A few days back I was told that i need to report my foreign income on my taxes and bank accounts to FBAR. This has put me under a lot of stress. 


Me and my wife have around ~$140k in India in CDs (a lot of them --> $3000-4000 each), and tax free retirement accounts that earns us somewhere around 8-10k in interest every year. This includes the tax free income as well as the taxed income. 

I was supposed to declare this income on my FIRST tax return last year which i wasn't aware of. 

This year i plan on doing everything legally and be fully tax compliant as well as FBAR compliant. 

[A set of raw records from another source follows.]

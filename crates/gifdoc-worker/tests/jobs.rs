//! Job lifecycle scenarios with stubbed detection and encoding.

use std::path::{Path, PathBuf};
use std::sync::Arc;
use std::time::Duration;

use async_trait::async_trait;
use tokio::sync::watch;

use gifdoc_media::{
    ClipEncoder, Collaborators, DetectionReport, DetectorConfig, EncodeSettings, MediaError,
    MediaResult,
};
use gifdoc_models::{
    AlignedStep, ClipSource, ClipWindow, JobState, LineDiagnostic, SelectionMode, TranscriptLine,
    VideoFormat, VideoMetadata, WarningKind,
};
use gifdoc_worker::{
    JobRequest, JobRunner, ProcessingContext, StepDetector, WorkerConfig,
};

const TRANSCRIPT: &str = "\
[00:00:05] Cut the dough in half
[00:00:15] Fold each piece twice
[00:00:25] Press the seam closed
";

fn stub_metadata(path: &Path) -> VideoMetadata {
    VideoMetadata {
        path: path.to_path_buf(),
        duration_secs: 60.0,
        fps: 30.0,
        width: 1280,
        height: 720,
        format: VideoFormat::Mp4,
    }
}

/// Detector that selects a deterministic window per line without
/// touching the file system.
struct StubDetector;

#[async_trait]
impl StepDetector for StubDetector {
    async fn detect(
        &self,
        video: &Path,
        lines: &[TranscriptLine],
        _config: &DetectorConfig,
        _collaborators: &Collaborators,
        _cancel: watch::Receiver<bool>,
    ) -> MediaResult<DetectionReport> {
        let steps = lines
            .iter()
            .enumerate()
            .map(|(idx, line)| {
                let mid = line.midpoint();
                AlignedStep {
                    line: line.clone(),
                    clip: ClipWindow::new(mid - 1.5, mid + 1.5, 0.5, ClipSource::TranscriptAnchored),
                    diagnostic: LineDiagnostic {
                        line_index: idx,
                        mode: SelectionMode::Anchored,
                        search_start: mid - 2.0,
                        search_end: mid + 2.0,
                        aggregate_score: 0.5,
                        ocr_bonus: 0.0,
                        compatibility: None,
                    },
                }
            })
            .collect();
        Ok(DetectionReport {
            steps,
            warnings: Vec::new(),
            video: stub_metadata(video),
        })
    }
}

/// Detector that blocks until cancelled.
struct BlockingDetector;

#[async_trait]
impl StepDetector for BlockingDetector {
    async fn detect(
        &self,
        _video: &Path,
        _lines: &[TranscriptLine],
        _config: &DetectorConfig,
        _collaborators: &Collaborators,
        mut cancel: watch::Receiver<bool>,
    ) -> MediaResult<DetectionReport> {
        loop {
            if *cancel.borrow_and_update() {
                return Err(MediaError::Cancelled);
            }
            if cancel.changed().await.is_err() {
                return Err(MediaError::Cancelled);
            }
        }
    }
}

/// Encoder that fails for the window near 17s and succeeds elsewhere.
struct FlakyEncoder;

#[async_trait]
impl ClipEncoder for FlakyEncoder {
    async fn encode(
        &self,
        _video: &Path,
        window: &ClipWindow,
        _settings: &EncodeSettings,
    ) -> MediaResult<Vec<u8>> {
        if (window.midpoint() - 17.0).abs() < 0.5 {
            return Err(MediaError::internal("simulated encoder crash"));
        }
        Ok(vec![0u8; 1024])
    }
}

fn request(output_dir: PathBuf) -> JobRequest {
    JobRequest {
        title: "Bread".to_string(),
        video_path: PathBuf::from("/tmp/bread.mp4"),
        transcript: TRANSCRIPT.to_string(),
        output_dir,
        detector: DetectorConfig::default(),
    }
}

async fn wait_terminal(runner: &Arc<JobRunner>, id: &gifdoc_models::JobId) -> gifdoc_models::JobRecord {
    let mut updates = runner.subscribe(id).await.expect("job registered");
    tokio::time::timeout(Duration::from_secs(5), async {
        loop {
            {
                let record = updates.borrow_and_update().clone();
                if record.state.is_terminal() {
                    return record;
                }
            }
            updates.changed().await.expect("record channel open");
        }
    })
    .await
    .expect("job reached a terminal state")
}

#[tokio::test]
async fn encoder_failure_keeps_job_done_with_placeholder() {
    let dir = tempfile::tempdir().unwrap();

    let collaborators = Collaborators::new().with_encoder(Arc::new(FlakyEncoder));
    let ctx = ProcessingContext::new(WorkerConfig::default(), collaborators)
        .with_detector(Arc::new(StubDetector));
    let runner = JobRunner::new(ctx);

    let id = runner.submit(request(dir.path().to_path_buf())).await;
    let record = wait_terminal(&runner, &id).await;

    assert_eq!(record.state, JobState::Done);
    assert_eq!(record.warnings.len(), 1);
    assert_eq!(record.warnings[0].kind, WarningKind::EncoderFailed);
    assert_eq!(record.warnings[0].line_index, Some(1));

    // The failed step has no artifact file, the others do
    assert!(dir.path().join("step-01.gif").exists());
    assert!(!dir.path().join("step-02.gif").exists());
    assert!(dir.path().join("step-03.gif").exists());

    let html = std::fs::read_to_string(dir.path().join("document.html")).unwrap();
    assert!(html.contains("Cut the dough in half"));
    assert!(html.contains("clip unavailable"));
}

#[tokio::test]
async fn clean_run_completes_without_warnings() {
    struct OkEncoder;

    #[async_trait]
    impl ClipEncoder for OkEncoder {
        async fn encode(
            &self,
            _video: &Path,
            _window: &ClipWindow,
            _settings: &EncodeSettings,
        ) -> MediaResult<Vec<u8>> {
            Ok(vec![0u8; 2048])
        }
    }

    let dir = tempfile::tempdir().unwrap();
    let collaborators = Collaborators::new().with_encoder(Arc::new(OkEncoder));
    let ctx = ProcessingContext::new(WorkerConfig::default(), collaborators)
        .with_detector(Arc::new(StubDetector));
    let runner = JobRunner::new(ctx);

    let id = runner.submit(request(dir.path().to_path_buf())).await;
    let record = wait_terminal(&runner, &id).await;

    assert_eq!(record.state, JobState::Done);
    assert_eq!(record.progress, 100);
    assert!(record.warnings.is_empty());
    assert!(record.started_at.is_some());
    assert!(record.completed_at.is_some());
    assert!(dir.path().join("document.html").exists());
}

#[tokio::test]
async fn cancellation_reaches_terminal_cancelled_state() {
    let dir = tempfile::tempdir().unwrap();
    let ctx = ProcessingContext::new(WorkerConfig::default(), Collaborators::new())
        .with_detector(Arc::new(BlockingDetector));
    let runner = JobRunner::new(ctx);

    let id = runner.submit(request(dir.path().to_path_buf())).await;

    // Let the job get past the queued state before cancelling
    tokio::time::sleep(Duration::from_millis(50)).await;
    assert!(runner.cancel(&id).await);

    let record = wait_terminal(&runner, &id).await;
    assert_eq!(record.state, JobState::Cancelled);
    assert!(!dir.path().join("document.html").exists());
}

#[tokio::test]
async fn unknown_job_is_not_cancellable() {
    let ctx = ProcessingContext::new(WorkerConfig::default(), Collaborators::new());
    let runner = JobRunner::new(ctx);
    assert!(!runner.cancel(&gifdoc_models::JobId::new()).await);
}

#[tokio::test]
async fn transcript_without_instructions_fails_the_job() {
    let dir = tempfile::tempdir().unwrap();
    let ctx = ProcessingContext::new(WorkerConfig::default(), Collaborators::new())
        .with_detector(Arc::new(StubDetector));
    let runner = JobRunner::new(ctx);

    let mut req = request(dir.path().to_path_buf());
    req.transcript = "[00:00:01] Welcome back everyone\n[00:00:30] Thanks for watching\n".to_string();

    let id = runner.submit(req).await;
    let record = wait_terminal(&runner, &id).await;

    assert_eq!(record.state, JobState::Failed);
    assert!(record
        .error_message
        .as_deref()
        .unwrap_or_default()
        .contains("instructional"));
}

How do i proceed for this? Go via the Streamlined Disclosure route? Or just amend last year's tax returns ? How do i proceed for this year's income?:noidea:

I really appreciate the help i will receive from here. 

Thank you!


----------



## Bevdeforges

I would just amend the prior year's return. You weren't subject to US taxation prior to 2014 so it seems a bit much to expect you to file 4 years back and 6 years of FBARs.

If all the CDs are with one (or just a couple of) bank(s), I'd just group them by bank for the FBARs and report a total figure rather than itemizing all the individual CDs. 

There may be a bit of tax to pay, plus the interest on the balance, but interest rates are pretty low (even on the IRS interest for "late filing"). Resolve it now as a "late filing" (or rather, a late amendment) and put it behind you.
Cheers,
Bev


----------



## Mahoneyq

Thank you so much for the response. 

So just to be clear this is what u are telling me. 

1) file FBAR for 2014 and 15

2)Amend back taxes 

3) file this year's tax return. 


I have a question ,Wouldn't this be a quiet disclosure and cause issues?


----------



## Bevdeforges

The whole issue of "quiet disclosure" is overly hyped - mostly by the tax preparation industry. It's generally intended for those who have lived quite a while overseas and haven't been filing at all, but now "suddenly" discover they should have been doing so. You filed the first year you were supposed to, but now you found out you need to amend that filing. Thousands of people do that all the time and while you may have to pay a bit of interest on any additional taxes that come due, it's just a simple mistake on your part that you're trying to correct. It shouldn't cause any problems at all. In fact, that's why they have a 1040X form (amended filing) in the first place.
Cheers,
Bev


----------



## Mahoneyq

Bevdeforges said:


> The whole issue of "quiet disclosure" is overly hyped - mostly by the tax preparation industry. It's generally intended for those who have lived quite a while overseas and haven't been filing at all, but now "suddenly" discover they should have been doing so. You filed the first year you were supposed to, but now you found out you need to amend that filing. Thousands of people do that all the time and while you may have to pay a bit of interest on any additional taxes that come due, it's just a simple mistake on your part that you're trying to correct. It shouldn't cause any problems at all. In fact, that's why they have a 1040X form (amended filing) in the first place.
> Cheers,
> Bev



Yeah that makes sense.I was just a bit worried about the very high penalty on the money I have as it will cause severe economic stress on me. I don't wanna get into a big hassle with IRS and get done with this asap.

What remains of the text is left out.